Porque si el actual presidente estadounidense tuviera la clarividencia y el valor que tuvo De Gaulle el siglo pasado para acabar con la sangría que suponían para Francia el terrorismo del FLN, concediéndole el siglo pasado a Argelia la independencia, ya habría firmado la paz con los talibanes afganos.

Evidentemente, ni los problemas ni las circunstancias mundiales son iguales, pero ambas crisis tienen en común que son ruinosas y catastróficas. A Washington, la intervención en el Afganistán les ha costado ya más de un billón de dólares, (más de 880.000 millones de Euros) y cerca de 2.300 muertos en los 18 años de conflicto. Tanto gasto y sacrifico ha sido baldíos. Hoy el Gobierno central afgano apenas controla la mitad del país y el poderío militar talibán es tan grande como en 2001.

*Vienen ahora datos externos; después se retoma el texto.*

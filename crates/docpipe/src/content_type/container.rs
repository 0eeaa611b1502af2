//! Zip-container probes: OOXML, zipped OpenDocument, XLSB and iWork
//! packages all arrive as `application/zip` from the signature stage and
//! are told apart by their part lists.

use crate::data_source::DataSource;
use crate::mime::{MimeType, confidence};
use std::io::{Cursor, Read};
use zip::ZipArchive;

use crate::mime::*;

fn looks_like_zip(data: &DataSource) -> bool {
    matches!(data.peek(4), Ok(head) if head == b"PK\x03\x04")
}

fn open_archive(data: &DataSource) -> Option<ZipArchive<Cursor<Vec<u8>>>> {
    let bytes = data.span().ok()?.to_vec();
    ZipArchive::new(Cursor::new(bytes)).ok()
}

/// Office Open XML containers and zipped OpenDocument packages.
///
/// The workbook part list also distinguishes binary XLSB workbooks from
/// plain XLSX ones.
pub fn ooxml(data: &mut DataSource) {
    if !looks_like_zip(data) {
        return;
    }
    if data.highest_mime_type_confidence() >= confidence::HIGHEST {
        return;
    }
    let Some(mut archive) = open_archive(data) else {
        return;
    };

    // A zipped OpenDocument package declares itself in its `mimetype` part.
    if let Ok(mut entry) = archive.by_name("mimetype") {
        let mut declared = String::new();
        if entry.take(256).read_to_string(&mut declared).is_ok() {
            let declared = declared.trim();
            if declared.starts_with("application/vnd.oasis.opendocument") {
                data.add_mime_type(MimeType::new(declared), confidence::HIGHEST);
                return;
            }
        }
    }

    let names: Vec<String> = (0..archive.len())
        .filter_map(|i| archive.by_index(i).ok().map(|e| e.name().to_string()))
        .collect();

    let has = |name: &str| names.iter().any(|n| n == name);
    if has("xl/workbook.bin") {
        data.add_mime_type(MimeType::from_static(XLSB_MIME_TYPE), confidence::VERY_HIGH);
    } else if has("xl/workbook.xml") {
        data.add_mime_type(MimeType::from_static(XLSX_MIME_TYPE), confidence::VERY_HIGH);
    } else if has("word/document.xml") {
        data.add_mime_type(MimeType::from_static(DOCX_MIME_TYPE), confidence::VERY_HIGH);
    } else if has("ppt/presentation.xml") {
        data.add_mime_type(MimeType::from_static(PPTX_MIME_TYPE), confidence::VERY_HIGH);
    }
}

/// iWork packages: a zip with a version-history plist and one main XML
/// part whose root element namespace names the application.
pub fn iwork(data: &mut DataSource) {
    if !looks_like_zip(data) {
        return;
    }
    if data.highest_mime_type_confidence() >= confidence::HIGHEST {
        return;
    }
    let Some(mut archive) = open_archive(data) else {
        return;
    };

    let names: Vec<String> = (0..archive.len())
        .filter_map(|i| archive.by_index(i).ok().map(|e| e.name().to_string()))
        .collect();
    let has = |name: &str| names.iter().any(|n| n == name);

    if !(has("buildVersionHistory.plist")
        || has("index.xml")
        || has("index.apxl")
        || has("presentation.apxl"))
    {
        return;
    }

    if has("presentation.apxl") || has("index.apxl") {
        data.add_mime_type(MimeType::from_static(KEYNOTE_MIME_TYPE), confidence::VERY_HIGH);
        return;
    }
    if has("index.xml") {
        let mut head = String::new();
        if let Ok(entry) = archive.by_name("index.xml") {
            let _ = entry.take(1024).read_to_string(&mut head);
        }
        if head.contains("sl:document") {
            data.add_mime_type(MimeType::from_static(PAGES_MIME_TYPE), confidence::VERY_HIGH);
        } else if head.contains("ls:document") {
            data.add_mime_type(MimeType::from_static(NUMBERS_MIME_TYPE), confidence::VERY_HIGH);
        } else if has("buildVersionHistory.plist") {
            data.add_mime_type(MimeType::new("application/x-iwork-document"), confidence::MEDIUM);
        }
    }
}
impl IWorkParser {
    fn walk(
        &self,
        stream: &mut XmlStream<'_>,
        emitter: &mut Emitter<'_, '_>,
    ) -> Result<()> {
        let mut collector = PageCollector::default();
        let mut current: Option<TextualElement> = None;
        let mut order = 0usize;
        // Innermost drawable position, carried down to its text.
        let mut position_stack: Vec<(f32, f32)> = Vec::new();
        let mut in_footnote = false;
        let mut footnote_text = String::new();
        let mut page_open = false;

        loop {
            if emitter.stopped() {
                return Ok(());
            }
            match stream.next_event()? {
                XmlEvent::Done => break,
                XmlEvent::StartElement { name, attributes } => {
                    match local_name(&name) {
                        "slide" | "page" => {
                            if page_open {
                                collector.flush(emitter)?;
                                emitter.emit(Message::ClosePage)?;
                            }
                            page_open = true;
                            if emitter.emit(Message::Page)? == crate::message::Continuation::Skip {
                                stream.skip_element(&name)?;
                                emitter.emit(Message::ClosePage)?;
                                page_open = false;
                            }
                        }
                        "position" => {
                            let x = attr(&attributes, "x")
                                .and_then(|v| v.parse::<f32>().ok())
                                .unwrap_or(0.0);
                            let y = attr(&attributes, "y")
                                .and_then(|v| v.parse::<f32>().ok())
                                .unwrap_or(0.0);
                            if let Some(slot) = position_stack.last_mut() {
                                *slot = (x, y);
                            }
                        }
                        "drawable-shape" | "sticky-note" | "tabular-info" | "media" => {
                            position_stack.push((0.0, 0.0));
                        }
                        "footnote" => {
                            in_footnote = true;
                            footnote_text.clear();
                            collector.footnote_count += 1;
                        }
                        "footnote-mark" => {
                            if let Some(element) = current.as_mut() {
                                element
                                    .text
                                    .push_str(&format!("({})", collector.footnote_count + 1));
                            }
                        }
                        "p" => {
                            if !in_footnote {
                                let (x, y) =
                                    position_stack.last().copied().unwrap_or((0.0, 0.0));
                                current = Some(TextualElement {
                                    y,
                                    x,
                                    order,
                                    text: String::new(),
                                });
                                order += 1;
                            }
                        }
                        "br" | "crbr" | "lnbr" => {
                            if let Some(element) = current.as_mut() {
                                element.text.push('\n');
                            } else if in_footnote {
                                footnote_text.push('\n');
                            }
                        }
                        "tab" => {
                            if let Some(element) = current.as_mut() {
                                element.text.push('\t');
                            }
                        }
                        // Numbers stores short cell text in attributes.
                        "ct" => {
                            if let Some(text) = attr(&attributes, "s")
                                && !text.is_empty()
                            {
                                let (x, y) =
                                    position_stack.last().copied().unwrap_or((0.0, 0.0));
                                collector.elements.push(TextualElement {
                                    y,
                                    x,
                                    order,
                                    text: text.to_string(),
                                });
                                order += 1;
                            }
                        }
                        _ => {}
                    }
                }
                XmlEvent::EndElement { name } => match local_name(&name) {
                    "slide" | "page" => {
                        if page_open {
                            collector.flush(emitter)?;
                            emitter.emit(Message::ClosePage)?;
                            page_open = false;
                        }
                    }
                    "drawable-shape" | "sticky-note" | "tabular-info" | "media" => {
                        position_stack.pop();
                    }
                    "footnote" => {
                        in_footnote = false;
                        collector
                            .footnotes
                            .push(format!("({}) {}", collector.footnote_count, footnote_text));
                        footnote_text.clear();
                    }
                    "p" => {
                        if !in_footnote
                            && let Some(element) = current.take()
                        {
                            collector.elements.push(element);
                        }
                    }
                    _ => {}
                },
                XmlEvent::Text(text) | XmlEvent::CData(text) => {
                    if in_footnote {
                        footnote_text.push_str(&text);
                    } else if let Some(element) = current.as_mut() {
                        element.text.push_str(&text);
                    }
                }
                _ => {}
            }
        }
        if page_open {
            collector.flush(emitter)?;
            emitter.emit(Message::ClosePage)?;
        } else {
            collector.flush(emitter)?;
        }
        Ok(())
    }
}
//! MIME types and detection confidence.
//!
//! [`MimeType`] is a `type/subtype` string with case-insensitive equality
//! over ASCII. [`confidence`] holds the named certainty levels detectors
//! attach to their hypotheses.

use std::borrow::Cow;
use std::fmt;
use std::hash::{Hash, Hasher};

pub const PLAIN_TEXT_MIME_TYPE: &str = "text/plain";
pub const HTML_MIME_TYPE: &str = "text/html";
pub const XML_MIME_TYPE: &str = "text/xml";
pub const ASP_MIME_TYPE: &str = "text/asp";
pub const ASPDOTNET_MIME_TYPE: &str = "text/aspdotnet";

pub const PDF_MIME_TYPE: &str = "application/pdf";
pub const RTF_MIME_TYPE: &str = "application/rtf";

pub const DOC_MIME_TYPE: &str = "application/msword";
pub const DOCX_MIME_TYPE: &str = "application/vnd.openxmlformats-officedocument.wordprocessingml.document";
pub const XLS_MIME_TYPE: &str = "application/vnd.ms-excel";
pub const XLSX_MIME_TYPE: &str = "application/vnd.openxmlformats-officedocument.spreadsheetml.sheet";
pub const XLSB_MIME_TYPE: &str = "application/vnd.ms-excel.sheet.binary.macroenabled.12";
pub const PPT_MIME_TYPE: &str = "application/vnd.ms-powerpoint";
pub const PPTX_MIME_TYPE: &str = "application/vnd.openxmlformats-officedocument.presentationml.presentation";

pub const ODT_MIME_TYPE: &str = "application/vnd.oasis.opendocument.text";
pub const ODS_MIME_TYPE: &str = "application/vnd.oasis.opendocument.spreadsheet";
pub const ODP_MIME_TYPE: &str = "application/vnd.oasis.opendocument.presentation";
pub const ODG_MIME_TYPE: &str = "application/vnd.oasis.opendocument.graphics";

pub const EML_MIME_TYPE: &str = "message/rfc822";
pub const OUTLOOK_MIME_TYPE: &str = "application/vnd.ms-outlook";
pub const OUTLOOK_PST_MIME_TYPE: &str = "application/vnd.ms-outlook-pst";
pub const MS_MSG_MIME_TYPE: &str = "application/x-ms-msg";

pub const ZIP_MIME_TYPE: &str = "application/zip";
pub const TAR_MIME_TYPE: &str = "application/x-tar";

pub const PAGES_MIME_TYPE: &str = "application/vnd.apple.pages";
pub const NUMBERS_MIME_TYPE: &str = "application/vnd.apple.numbers";
pub const KEYNOTE_MIME_TYPE: &str = "application/vnd.apple.keynote";

/// Encrypted-container marker recorded by detectors and parsers and checked
/// by `DataSource::assert_not_encrypted`.
pub const ENCRYPTED_MIME_TYPE: &str = "application/encrypted";

/// Detector certainty about a MIME hypothesis, in `[0, 100]`.
pub type Confidence = u8;

/// Named confidence levels.
pub mod confidence {
    use super::Confidence;

    pub const NONE: Confidence = 0;
    pub const LOW: Confidence = 30;
    pub const MEDIUM: Confidence = 60;
    pub const HIGH: Confidence = 80;
    pub const VERY_HIGH: Confidence = 90;
    pub const HIGHEST: Confidence = 99;
    pub const CERTAIN: Confidence = 100;
}

/// A `type/subtype` content-type string.
///
/// Equality and hashing are case-insensitive over ASCII, so
/// `"text/HTML" == "text/html"`.
#[derive(Debug, Clone)]
pub struct MimeType(Cow<'static, str>);

impl MimeType {
    pub const fn from_static(v: &'static str) -> Self {
        MimeType(Cow::Borrowed(v))
    }

    pub fn new<S: Into<String>>(v: S) -> Self {
        MimeType(Cow::Owned(v.into()))
    }

    pub fn as_str(&self) -> &str {
        &self.0
    }

    /// The `type` half, up to the first `/`.
    pub fn media_type(&self) -> &str {
        self.0.split('/').next().unwrap_or("")
    }

    /// The `subtype` half, after the first `/`.
    pub fn subtype(&self) -> &str {
        self.0.splitn(2, '/').nth(1).unwrap_or("")
    }

    /// True for hypotheses that mark the source as password protected.
    pub fn is_encrypted_marker(&self) -> bool {
        self == &MimeType::from_static(ENCRYPTED_MIME_TYPE)
            || self.subtype().to_ascii_lowercase().ends_with("encrypted")
    }
}

impl PartialEq for MimeType {
    fn eq(&self, other: &Self) -> bool {
        self.0.eq_ignore_ascii_case(&other.0)
    }
}

impl Eq for MimeType {}

impl Hash for MimeType {
    fn hash<H: Hasher>(&self, state: &mut H) {
        for b in self.0.as_bytes() {
            state.write_u8(b.to_ascii_lowercase());
        }
    }
}

impl fmt::Display for MimeType {
    fn fmt(&self, f: &mut fmt::Formatter<'_>) -> fmt::Result {
        f.write_str(&self.0)
    }
}

impl From<&'static str> for MimeType {
    fn from(v: &'static str) -> Self {
        MimeType(Cow::Borrowed(v))
    }
}

impl From<String> for MimeType {
    fn from(v: String) -> Self {
        MimeType(Cow::Owned(v))
    }
}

En su día, Francia tampoco podía reprimir el independentismo de los argelinos e iba camino de la ruina y del caos político en la metrópoli a causa de ello. De Gaulle, que había alcanzado el poder en un principio para acabar con la rebelión, resolvió el problema con valentía e inteligencia: puesto que no podía ganar la guerra civil, concedió la independencia para obtener la paz.

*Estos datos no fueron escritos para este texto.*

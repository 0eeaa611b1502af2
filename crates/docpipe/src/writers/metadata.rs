//! Metadata-only export.
//!
//! Evaluates the lazy metadata callback of each top-level document and
//! renders the result as pretty JSON.

use crate::chain::{ChainElement, MessageCallbacks};
use crate::data_source::DataSource;
use crate::error::{DocpipeError, Result};
use crate::message::{Continuation, Message, Metadata};

/// Terminal element emitting one JSON document per parsed document.
#[derive(Default)]
pub struct MetadataExporter {
    metadata: Option<Metadata>,
    nested_docs: i32,
}

impl MetadataExporter {
    pub fn new() -> Self {
        Self::default()
    }
}

impl ChainElement for MetadataExporter {
    fn process(
        &mut self,
        message: Message,
        callbacks: &mut MessageCallbacks<'_>,
    ) -> Result<Continuation> {
        match &message {
            Message::Document(document) => {
                if self.nested_docs == 0 {
                    self.metadata = Some(document.metadata());
                }
                self.nested_docs += 1;
            }
            Message::CloseDocument => {
                self.nested_docs -= 1;
                if self.nested_docs == 0 {
                    let metadata = self.metadata.take().unwrap_or_default();
                    let json = serde_json::to_string_pretty(&metadata).map_err(|e| {
                        DocpipeError::external_library_with_source("metadata serialization", e)
                    })?;
                    return callbacks.further(Message::Data(DataSource::from_bytes(
                        json.into_bytes(),
                    )));
                }
            }
            Message::Error(_) => return callbacks.further(message),
            _ => {}
        }
        Ok(Continuation::Proceed)
    }

    fn is_leaf(&self) -> bool {
        true
    }

    fn name(&self) -> &'static str {
        "metadata-exporter"
    }
}

#[cfg(test)]
mod tests {
    use super::*;
    use crate::chain::Pipeline;
    use crate::message::{DateTime, Document};
    use std::sync::Arc;

    #[test]
    fn test_metadata_rendered_as_json() {
        let document = Document::new(Arc::new(|| Metadata {
            author: Some("someone".to_string()),
            creation_date: Some(DateTime::new(2020, 1, 1, 0, 0, 0)),
            page_count: Some(3),
            ..Default::default()
        }));
        let mut pipeline = Pipeline::new().then(MetadataExporter::new());
        pipeline.process(Message::Document(document)).unwrap();
        pipeline.process(Message::text("ignored")).unwrap();
        let run = pipeline.process(Message::CloseDocument).unwrap();
        let Message::Data(data) = &run.emitted[0] else {
            panic!("expected data source");
        };
        let json: serde_json::Value =
            serde_json::from_str(&data.string(None).unwrap()).unwrap();
        assert_eq!(json["author"], "someone");
        assert_eq!(json["page_count"], 3);
        assert_eq!(json["creation_date"]["year"], 2020);
    }

    #[test]
    fn test_inner_document_metadata_is_not_exported() {
        let outer = Document::new(Arc::new(|| Metadata {
            author: Some("outer".to_string()),
            ..Default::default()
        }));
        let inner = Document::new(Arc::new(|| Metadata {
            author: Some("inner".to_string()),
            ..Default::default()
        }));
        let mut pipeline = Pipeline::new().then(MetadataExporter::new());
        pipeline.process(Message::Document(outer)).unwrap();
        pipeline.process(Message::Document(inner)).unwrap();
        pipeline.process(Message::CloseDocument).unwrap();
        let run = pipeline.process(Message::CloseDocument).unwrap();
        let Message::Data(data) = &run.emitted[0] else {
            panic!("expected data source");
        };
        assert!(data.string(None).unwrap().contains("outer"));
    }
}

Hoy en día Donald Trump se ha convencido de que no puede ganar la guerra de Afganistán y anuncia una retirada militar. Pero no reconoce la victoria talibán, sin lo cual estos no se avienen a firmar la paz. Tampoco tiene la valentía del general francés de obrar en consecuencia o, por lo menos, de llamar a las cosas por su nombre. Pretende imponer un tratado de paz a su gusto, siendo el combatiente en peor situación. Y -que es lo peor- pretende una paz exclusiva para sus soldados, dejando en el aire el futuro del Gobierno pro occidental de Kabul y el de los aliados de los EE.UU. (en total, unos 22.000 militares) en la aventura afgana.

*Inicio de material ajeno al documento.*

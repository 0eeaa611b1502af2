#![cfg(feature = "office")]

//! PPT (PowerPoint 97-2003) parser.
//!
//! Walks the record tree of the `PowerPoint Document` OLE stream. Every
//! record has an 8-byte header; container records (version nibble 0xF)
//! hold child records, text lives in `TextCharsAtom` (UTF-16LE) and
//! `TextBytesAtom` (8-bit) leaves. The `CurrentUser` stream's header
//! token distinguishes encrypted decks.

use crate::data_source::DataSource;
use crate::error::{DocpipeError, Result};
use crate::locks::PARSER_MUTEX;
use crate::message::{Document, Message, Styling};
use crate::mime::MimeType;
use crate::parsers::{Emitter, Parser, oshared};
use std::io::{Cursor, Read};
use std::sync::Arc;

static SUPPORTED: &[MimeType] = &[
    MimeType::from_static(crate::mime::PPT_MIME_TYPE),
    MimeType::from_static("application/vnd.ms-powerpoint.presentation.macroenabled.12"),
    MimeType::from_static("application/vnd.ms-powerpoint.template.macroenabled.12"),
    MimeType::from_static("application/vnd.ms-powerpoint.slideshow.macroenabled.12"),
];

/// Unicode (UTF-16LE) text atom.
const RT_TEXT_CHARS_ATOM: u16 = 0x0FA0;
/// ANSI text atom.
const RT_TEXT_BYTES_ATOM: u16 = 0x0FA8;

/// `CurrentUser` header token of an unencrypted deck.
const HEADER_TOKEN_PLAIN: u32 = 0xE391_C05F;
/// Header token marking an encrypted deck.
const HEADER_TOKEN_ENCRYPTED: u32 = 0xF3D1_C4DF;

pub struct PptParser;

impl PptParser {
    pub fn new() -> Self {
        PptParser
    }
}

impl Default for PptParser {
    fn default() -> Self {
        Self::new()
    }
}

fn decode_text_bytes(bytes: &[u8]) -> String {
    let (text, _, _) = encoding_rs::WINDOWS_1252.decode(bytes);
    text.into_owned()
}

fn decode_text_chars(bytes: &[u8]) -> String {
    let units: Vec<u16> = bytes
        .chunks_exact(2)
        .map(|c| u16::from_le_bytes([c[0], c[1]]))
        .collect();
    String::from_utf16_lossy(&units)
}

/// PowerPoint text atoms separate lines with CR and may carry vertical
/// tabs for soft breaks.
fn normalize(text: &str) -> String {
    text.replace('\r', "\n").replace('\u{B}', "\n")
}

/// Collect the text atoms of one record run, containers first.
fn collect_text(buf: &[u8], texts: &mut Vec<String>) {
    let mut pos = 0usize;
    while pos + 8 <= buf.len() {
        let ver_and_instance = u16::from_le_bytes([buf[pos], buf[pos + 1]]);
        let rec_type = u16::from_le_bytes([buf[pos + 2], buf[pos + 3]]);
        let rec_len = u32::from_le_bytes([
            buf[pos + 4],
            buf[pos + 5],
            buf[pos + 6],
            buf[pos + 7],
        ]) as usize;
        pos += 8;
        let end = (pos + rec_len).min(buf.len());
        let payload = &buf[pos..end];
        if ver_and_instance & 0x000F == 0x000F {
            collect_text(payload, texts);
        } else {
            match rec_type {
                RT_TEXT_CHARS_ATOM => {
                    let text = normalize(&decode_text_chars(payload));
                    if !text.trim().is_empty() {
                        texts.push(text);
                    }
                }
                RT_TEXT_BYTES_ATOM => {
                    let text = normalize(&decode_text_bytes(payload));
                    if !text.trim().is_empty() {
                        texts.push(text);
                    }
                }
                _ => {}
            }
        }
        pos = end;
    }
}

fn assert_deck_not_encrypted<F: Read + std::io::Seek>(
    comp: &mut cfb::CompoundFile<F>,
) -> Result<()> {
    let Ok(mut stream) = comp.open_stream("Current User") else {
        return Ok(());
    };
    let mut buf = Vec::new();
    if stream.read_to_end(&mut buf).is_err() || buf.len() < 16 {
        return Ok(());
    }
    // CurrentUserAtom: record header, size, then the header token.
    let token = u32::from_le_bytes([buf[12], buf[13], buf[14], buf[15]]);
    if token == HEADER_TOKEN_ENCRYPTED {
        return Err(DocpipeError::file_encrypted("PowerPoint deck encryption"));
    }
    if token != HEADER_TOKEN_PLAIN {
        tracing::debug!(token = format!("0x{token:08X}"), "unexpected CurrentUser token");
    }
    Ok(())
}

const OLE_MAGIC: [u8; 8] = [0xD0, 0xCF, 0x11, 0xE0, 0xA1, 0xB1, 0x1A, 0xE1];

impl Parser for PptParser {
    fn name(&self) -> &'static str {
        "ppt-parser"
    }

    fn supported_mime_types(&self) -> &[MimeType] {
        SUPPORTED
    }

    fn understands(&self, data: &DataSource) -> bool {
        data.has_highest_confidence_mime_type_in(SUPPORTED)
            && matches!(data.peek(8), Ok(head) if head == OLE_MAGIC)
    }

    fn parse(&self, data: &DataSource, emitter: &mut Emitter<'_, '_>) -> Result<()> {
        let cursor = Cursor::new(data.span()?.to_vec());
        let mut comp = cfb::CompoundFile::open(cursor).map_err(|e| {
            DocpipeError::uninterpretable_data_with_source("not an OLE compound document", e)
        })?;
        assert_deck_not_encrypted(&mut comp)?;
        let metadata = oshared::summary_metadata(&mut comp);
        if !emitter.open_document(Document::new(Arc::new(move || {
            metadata.clone()
        })))? {
            return Ok(());
        }

        let texts = {
            let _decode_guard = PARSER_MUTEX.lock();
            let mut stream = comp.open_stream("PowerPoint Document").map_err(|e| {
                DocpipeError::uninterpretable_data_with_source(
                    "missing PowerPoint Document stream",
                    e,
                )
            })?;
            let mut buf = Vec::new();
            stream.read_to_end(&mut buf)?;
            let mut texts = Vec::new();
            collect_text(&buf, &mut texts);
            texts
        };

        for text in texts {
            if emitter.stopped() {
                return Ok(());
            }
            if emitter.emit(Message::Paragraph(Styling::default()))?
                == crate::message::Continuation::Proceed
            {
                for (index, line) in text.split('\n').filter(|l| !l.is_empty()).enumerate() {
                    if index > 0 {
                        emitter.emit(Message::BreakLine(Styling::default()))?;
                    }
                    emitter.emit(Message::text(line))?;
                }
            }
            emitter.emit(Message::CloseParagraph)?;
        }

        emitter.emit(Message::CloseDocument)?;
        Ok(())
    }
}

Quizá Trump analice la situación afgana con tanta claridad como -en su día- De Gaulle, la argelina. Pero el destino de Trump está tan estrechamente vinculado a su postulado electoral de America first (América, primero) que reconocer la cruda realidad afgana sería -a su criterio- el comienzo de una larga y penosa agonía política. Lo malo para el actual presidente estadounidense es que corre el riesgo de desencadenar esta agonía justamente por negarse a aceptar la realidad. Corre el riesgo de que la opinión pública acabe por percatarse de lo penoso que resulta ver a la primera potencia del mundo proponer un tratado de paz en que reclama de los guerrilleros afganos migajas de poder (como la prohibición de usar el Afganistán como base de operaciones a grupos terroristas cuando Al Qaeda es poco más que un pecio y el Estado Islámico, un rival de los talibanes en el espectro del islamismo radical). Y penoso a todas luces es la insistencia de la Casa Blanca en negociar, a pesar de que los fundamentalistas han dicho ya claramente que primero la retirada de tropas y después, las negociaciones de paz.